In his book, Bad Medicine, David Wootton makes an interesting remark about the symbolism of the stethoscope. It was invented in 1816 by René Laennec out of a problem in gender politics: the norm for female patients of the all male doctor fraternity was to be examined with their clothes on. Thus, the doctor could not lay his head against the chest of the patient and listen to the sound of what was going on inside. Laennec was concerned with phthisis, a nosological category that has now been subsumed as tuberculosis. The stethoscope was a true advance: doctors became much better at diagnosing phthisis. But therein lies the historical burden of Wootton’s book:
“Phthisis no longer exists as a disease: we now call it tuberculosis because we think of it as an infectious
disease caused by a specific micro-organism. The same sounds in a stethoscope that would once have led to a diagnosis of phthisis now leads to tests to confirm tuberculosis. But there is an important difference between our diagnosis of tuberculosis and Laennec’s diagnosis of phthisis: we can cure tuberculosis (most of the time), while his patients died of phthisis––he died of it himself. Until 1865 (when
Lister introduced antiseptic surgery) virtually all medical progress was of this sort. It enabled doctors to get better and better at prognosis, at predicting who would die, but it made no difference at all to
therapeutics. It was a progress in science but not in technology.”

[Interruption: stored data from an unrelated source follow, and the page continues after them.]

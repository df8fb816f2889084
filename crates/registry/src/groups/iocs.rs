//! Indicators of compromise operations.
//!
//! Only the operations still served by the cloud are cataloged; the removed
//! indicator CRUD endpoints are answered directly by the façade layer.

use falcon_types::{EndpointDescriptor, ParamKind};

const GROUP: &str = "iocs";

pub(crate) fn endpoints() -> Vec<EndpointDescriptor> {
    vec![
        EndpointDescriptor::new(
            "DevicesCount",
            "GET",
            "/indicators/aggregates/devices-count/v1",
            "Number of hosts in your customer account that have observed a \
             given custom IOC",
            GROUP,
        )
        .query("type", ParamKind::String, true)
        .query("value", ParamKind::String, true),
        EndpointDescriptor::new(
            "DevicesRanOn",
            "GET",
            "/indicators/queries/devices/v1",
            "Find hosts that have observed a given custom IOC",
            GROUP,
        )
        .query("type", ParamKind::String, true)
        .query("value", ParamKind::String, true)
        .query("limit", ParamKind::Integer, false)
        .query("offset", ParamKind::String, false),
        EndpointDescriptor::new(
            "ProcessesRanOn",
            "GET",
            "/indicators/queries/processes/v1",
            "Search for processes associated with a custom IOC",
            GROUP,
        )
        .query("type", ParamKind::String, true)
        .query("value", ParamKind::String, true)
        .query("device_id", ParamKind::String, true)
        .query("limit", ParamKind::Integer, false)
        .query("offset", ParamKind::String, false),
        EndpointDescriptor::new(
            "entities_processes",
            "GET",
            "/processes/entities/processes/v1",
            "For the provided ProcessID retrieve the process details",
            GROUP,
        )
        .query_multi("ids", true),
    ]
}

The gap between the ability to diagnose and the ability to cure, or even to understand the cause of a disease, or its etiology, is easy to forget. I often edit articles about medicine, or public health, in the pre-twentieth century period. Some of these articles concern the medical culture of native peoples. And even with the best anti-colonialist will in the world, often the authors simply assume that there is a contrast between a rational and curative Western medicine and a ritualistic and non-curative folk medicine. In fact, folk medicine was medicine up into the twentieth century, and often continues to be today.
The older regime of treating a disease for which there was no certain cure has been much studied, and, contrary to all the bullshit about building up "herd immunity" (by letting the herd be culled of its weak members) was highly successful by stopping infection. To take tuberculosis, one of the great scourges of the 19th century, as an example - a classical example - we assume that this scourge was defeated by streptomycin, one of the miracle drugs of the 50s. But as was pointed out long ago by Rene Dubos, who was a major player with the Rockefeller foundation in finding a cure for tuberculosis, the decline in the mortality from tuberculosis long preceded the cure. Dubos was a pioneer of the ecological school of medical history - recognizing the vast importance of infrastructural factors in the recent surge in the health and wellbeing of human beings. Tuberculosis, in the nineteenth century in the U.S., was responsible for a fourth of all deaths. By 1940 it had plummeted to a 20th of all deaths. A large share of the increase in longevity in the 20th century was due to the decline of tuberculosis. Some doctors estimated that a third of the deaths of the middle age cohort in Europe in the 19th century were tuberculosis related.
If the same anti-virtue ethos was in place in the nineteenth century, instead of public money being spent on sewage systems, the government would have encouraged each individual to dispose of his or her sewage - although the "progressive" 19th century version of the neoliberal would have encouraged safety through a tax break of some kind. The late twentieth and early 21st century witnessed a shocking dectline in the public health structures of most of the "advanced" Western economies. And this is what we get.